How To Call Deer
Knowing how to call deer means knowing that there's not one correct way to do it. There are a variety of calls you can muster, and each is appropriate for certain situations. Utilizing pheromones can be an effective technique for attracting deer, but mastering a few calls, grunts and bleats will truly round out your hunting experience. The following guide will explain a variety of calls and their most effective uses, depending on the situation and time of year.
- Use a contact call to simulate the sound of a doe. This call can be used year-round, and it is especially effective because a contact call is the sound used by a doe when it becomes separated from its family or group. Additionally, contact calls are non-aggressive, so you can belt this one out a few times with half-minute pauses.

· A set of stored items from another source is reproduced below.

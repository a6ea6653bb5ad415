//! Command implementations and dispatch logic.
//!
//! Each command is an async function taking the shared `CommandContext`,
//! which carries the merged configuration and the resolved pool path.

use camino::{Utf8Path, Utf8PathBuf};
use hoard_config::{default_pool_path, ConfigLoader, ConfigSource, HoardToml};
use hoard_core::{AssetDescriptor, HoardError, HoardResult};
use hoard_pool::PoolStore;
use std::collections::HashMap;
use std::sync::Arc;
use tracing::{debug, info};

pub mod fetch;
pub mod limit;
pub mod maintenance;
pub mod protect;
pub mod realize;
pub mod status;


use crate::{output::OutputHandler, Commands};

/// Shared context for all commands
pub struct CommandContext {
    pub cwd: Utf8PathBuf,
    pub config: HoardToml,
    pub source: ConfigSource,
    pub pool_path: Utf8PathBuf,
    pub output: OutputHandler,
}

impl CommandContext {
    /// Load configuration for the current directory
    pub async fn load(overrides: HashMap<String, String>, json: bool) -> HoardResult<Self> {
        let cwd = std::env::current_dir()
            .map_err(|e| HoardError::io("Failed to get current directory".to_string(), e))?;
        let cwd = Utf8PathBuf::try_from(cwd).map_err(|e| {
            HoardError::io(
                "Current directory is not valid UTF-8".to_string(),
                std::io::Error::new(std::io::ErrorKind::InvalidData, e.to_string()),
            )
        })?;
        Self::for_directory(cwd, overrides, OutputHandler::new(json)).await
    }

    /// Load configuration as seen from `cwd`
    pub async fn for_directory(
        cwd: Utf8PathBuf,
        overrides: HashMap<String, String>,
        output: OutputHandler,
    ) -> HoardResult<Self> {
        let (config, source) = ConfigLoader::new(cwd.clone()).load(overrides).await?;
        let pool_path = match &config.pool.path {
            Some(path) => cwd.join(path),
            None => default_pool_path()?,
        };
        debug!("Configuration from {:?}, pool at {}", source, pool_path);

        Ok(Self {
            cwd,
            config,
            source,
            pool_path,
            output,
        })
    }

    /// Resolve a command-line path against the working directory
    pub fn resolve(&self, path: &Utf8Path) -> Utf8PathBuf {
        self.cwd.join(path)
    }

    /// Open the pool and apply the configured limits
    pub fn open_pool(&self) -> HoardResult<Arc<PoolStore>> {
        let store = PoolStore::open(&self.pool_path)?;
        self.apply_limits(&store)?;
        Ok(Arc::new(store))
    }

    pub fn apply_limits(&self, store: &PoolStore) -> HoardResult<()> {
        store.reserve_storage(self.config.reserved_free_space()?);
        if let Some(maximum) = self.config.maximum_pool_size()? {
            let report = store.set_maximum_pool_size(maximum)?;
            if report.evicted_blobs > 0 {
                self.output.info(&format!(
                    "Evicted {} blob(s) to fit the {} byte cap",
                    report.evicted_blobs, maximum
                ));
            }
        }
        Ok(())
    }

    /// Read and validate a JSON asset list
    pub async fn read_asset_list(&self, path: &Utf8Path) -> HoardResult<Vec<AssetDescriptor>> {
        let path = self.resolve(path);
        let json = tokio::fs::read_to_string(&path)
            .await
            .map_err(|e| HoardError::io(format!("Failed to read asset list {}", path), e))?;
        AssetDescriptor::parse_collection(&json)
    }
}

/// Release session protections and flush the index. A store still shared
/// elsewhere is left to flush on drop.
pub fn close_pool(store: Arc<PoolStore>) -> HoardResult<()> {
    match Arc::try_unwrap(store) {
        Ok(store) => store.close(),
        Err(_) => Ok(()),
    }
}

/// Dispatch a command to its handler
pub async fn dispatch_command(command: Commands, ctx: &CommandContext) -> anyhow::Result<()> {
    match command {
        Commands::Fetch(args) => {
            info!("Fetching assets from {}", args.list);
            fetch::execute(args, ctx).await
        }
        Commands::Status { list } => status::execute(list, ctx).await,
        Commands::Path { name } => status::path(&name, ctx).await,
        Commands::Realize { list, target } => {
            info!("Realizing {} into {}", list, target);
            realize::execute(&list, &target, ctx).await
        }
        Commands::Limit {
            maximum_size,
            reserve,
        } => {
            info!("Setting pool cap to {}", maximum_size);
            limit::execute(maximum_size, reserve, ctx).await
        }
        Commands::Protect { list, tag } => protect::protect(&list, &tag, ctx).await,
        Commands::Unprotect { tag } => protect::unprotect(&tag, ctx).await,
        Commands::Evict => maintenance::evict(ctx).await,
        Commands::Remove { name } => maintenance::remove(&name, ctx).await,
        Commands::Verify { repair } => maintenance::verify(repair, ctx).await,
        Commands::Rebuild => maintenance::rebuild(ctx).await,
    }
}
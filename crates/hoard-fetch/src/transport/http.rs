//! reqwest-backed transport with `file://` support

use futures::{FutureExt, StreamExt, TryStreamExt};
use futures::future::BoxFuture;
use hoard_core::{HoardError, HoardResult};
use reqwest::{Client, ClientBuilder};
use std::time::Duration;
use tokio_util::io::ReaderStream;
use tracing::debug;
use url::Url;

use super::{TransferResponse, Transport};

/// Streams `http(s)://` links with reqwest and `file://` links from disk
#[derive(Debug, Clone)]
pub struct HttpTransport {
    /// Underlying HTTP client with connection pooling
    client: Client,
}

impl HttpTransport {
    pub fn new() -> HoardResult<Self> {
        let client = ClientBuilder::new()
            // Connection pooling configuration
            .pool_max_idle_per_host(8)
            .pool_idle_timeout(Duration::from_secs(90))
            // Only bound connecting; large bodies are policed by the rate monitor
            .connect_timeout(Duration::from_secs(30))
            .gzip(true)
            .user_agent(concat!("hoard/", env!("CARGO_PKG_VERSION")))
            .build()
            .map_err(|e| HoardError::network(format!("Failed to create HTTP client: {}", e), e))?;
        Ok(Self { client })
    }

    async fn open_http(&self, link: &Url) -> HoardResult<TransferResponse> {
        let response = self
            .client
            .get(link.clone())
            .send()
            .await
            .map_err(|e| HoardError::network(format!("Failed to request {}: {}", link, e), e))?;

        let status = response.status().as_u16();
        let content_length = response.content_length();
        debug!("{} answered {} (length {:?})", link, status, content_length);

        let body = response
            .bytes_stream()
            .map_err(|e| HoardError::network(format!("Failed to read body: {}", e), e))
            .boxed();

        Ok(TransferResponse {
            status,
            content_length,
            body,
        })
    }

    async fn open_file(&self, link: &Url) -> HoardResult<TransferResponse> {
        let path = link.to_file_path().map_err(|_| HoardError::InvalidAsset {
            name: link.to_string(),
            reason: "file link does not name a local path".to_string(),
        })?;
        let file = tokio::fs::File::open(&path)
            .await
            .map_err(|e| HoardError::io(format!("Failed to open {}", path.display()), e))?;
        let content_length = file
            .metadata()
            .await
            .map_err(|e| HoardError::io(format!("Failed to stat {}", path.display()), e))?
            .len();

        let body = ReaderStream::new(file)
            .map_err(|e| HoardError::io("Failed to read local file".to_string(), e))
            .boxed();

        Ok(TransferResponse {
            status: 200,
            content_length: Some(content_length),
            body,
        })
    }
}

impl Transport for HttpTransport {
    fn open<'a>(&'a self, link: &'a Url) -> BoxFuture<'a, HoardResult<TransferResponse>> {
        async move {
            match link.scheme() {
                "http" | "https" => self.open_http(link).await,
                "file" => self.open_file(link).await,
                scheme => Err(HoardError::InvalidAsset {
                    name: link.to_string(),
                    reason: format!("unsupported link scheme '{}'", scheme),
                }),
            }
        }
        .boxed()
    }
}

#[cfg(test)]
mod tests {
    use super::*;
    use futures::TryStreamExt;
    use tempfile::tempdir;
    use wiremock::matchers::{method, path};
    use wiremock::{Mock, MockServer, ResponseTemplate};

    async fn collect(response: TransferResponse) -> Vec<u8> {
        response
            .body
            .try_fold(Vec::new(), |mut acc, chunk| async move {
                acc.extend_from_slice(&chunk);
                Ok(acc)
            })
            .await
            .unwrap()
    }

    #[tokio::test]
    async fn test_http_body_and_status() {
        let server = MockServer::start().await;
        Mock::given(method("GET"))
            .and(path("/media/clip.bin"))
            .respond_with(ResponseTemplate::new(200).set_body_bytes(b"clip".to_vec()))
            .mount(&server)
            .await;
        Mock::given(method("GET"))
            .and(path("/missing"))
            .respond_with(ResponseTemplate::new(404))
            .mount(&server)
            .await;

        let transport = HttpTransport::new().unwrap();
        let link = Url::parse(&format!("{}/media/clip.bin", server.uri())).unwrap();
        let response = transport.open(&link).await.unwrap();
        assert!(response.is_success());
        assert_eq!(collect(response).await, b"clip");

        let link = Url::parse(&format!("{}/missing", server.uri())).unwrap();
        let response = transport.open(&link).await.unwrap();
        assert_eq!(response.status, 404);
        assert!(!response.is_success());
    }

    #[tokio::test]
    async fn test_file_link() {
        let temp_dir = tempdir().unwrap();
        let file = temp_dir.path().join("local.bin");
        std::fs::write(&file, b"local bytes").unwrap();

        let transport = HttpTransport::new().unwrap();
        let response = transport
            .open(&Url::from_file_path(&file).unwrap())
            .await
            .unwrap();
        assert_eq!(response.content_length, Some(11));
        assert_eq!(collect(response).await, b"local bytes");

        let missing = Url::from_file_path(temp_dir.path().join("nope")).unwrap();
        assert!(matches!(
            transport.open(&missing).await,
            Err(HoardError::Io { .. })
        ));
    }

    #[tokio::test]
    async fn test_unsupported_scheme() {
        let transport = HttpTransport::new().unwrap();
        let link = Url::parse("ftp://example.com/a").unwrap();
        assert!(matches!(
            transport.open(&link).await,
            Err(HoardError::InvalidAsset { .. })
        ));
    }
}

Then wait at least fifteen minutes and try again until you stir something up. If you're trying to keep things quiet, try a doe bleat instead. But don't confuse this with the estrus bleat, which will be explained later.
- Try a grunt to beckon surrounding deer. Grunting like a deer is the equivalent of motioning for someone to "come over here." Your pitch will depend on what you're trying to attract—obviously a higher-pitched grunt will better resemble a doe calling her fawns. Volume is crucial with these calls, as a loud grunt will be interpreted as hostility. As always, split your calls with fifteen-minute intervals.
- Simulate a buck's bawl to attract company. Also known as the buck's bleat, this call resembles the bawl of a baby calf. The bawl is an expression of the buck's craving for attention, but the call is typically most effective only during the late season.
- Call an estrus bleat to simulate a doe who is ready to mate. This is a loud call used to attract aggressive bucks during mating season. A similar, yet more intense version of this call is known as the breeding bellow. The breeding bellow signals that a doe is ready to mate right this very instant and, while not exactly aggressive, does convey an urgent message. So be ready for the response.
- Use aggressive sniffs and wheezes. These calls can intimidate and even scare off nearby non-dominant, less aggressive males.
- If you're tracking a doe, use a series of soft tending grunts. This call simulates the sound a buck makes when tailing a doe—in loose translation, he's saying, "Baby, don't go..." Particularly effective when on foot, the tending grunt should only be used during or near the rut phase.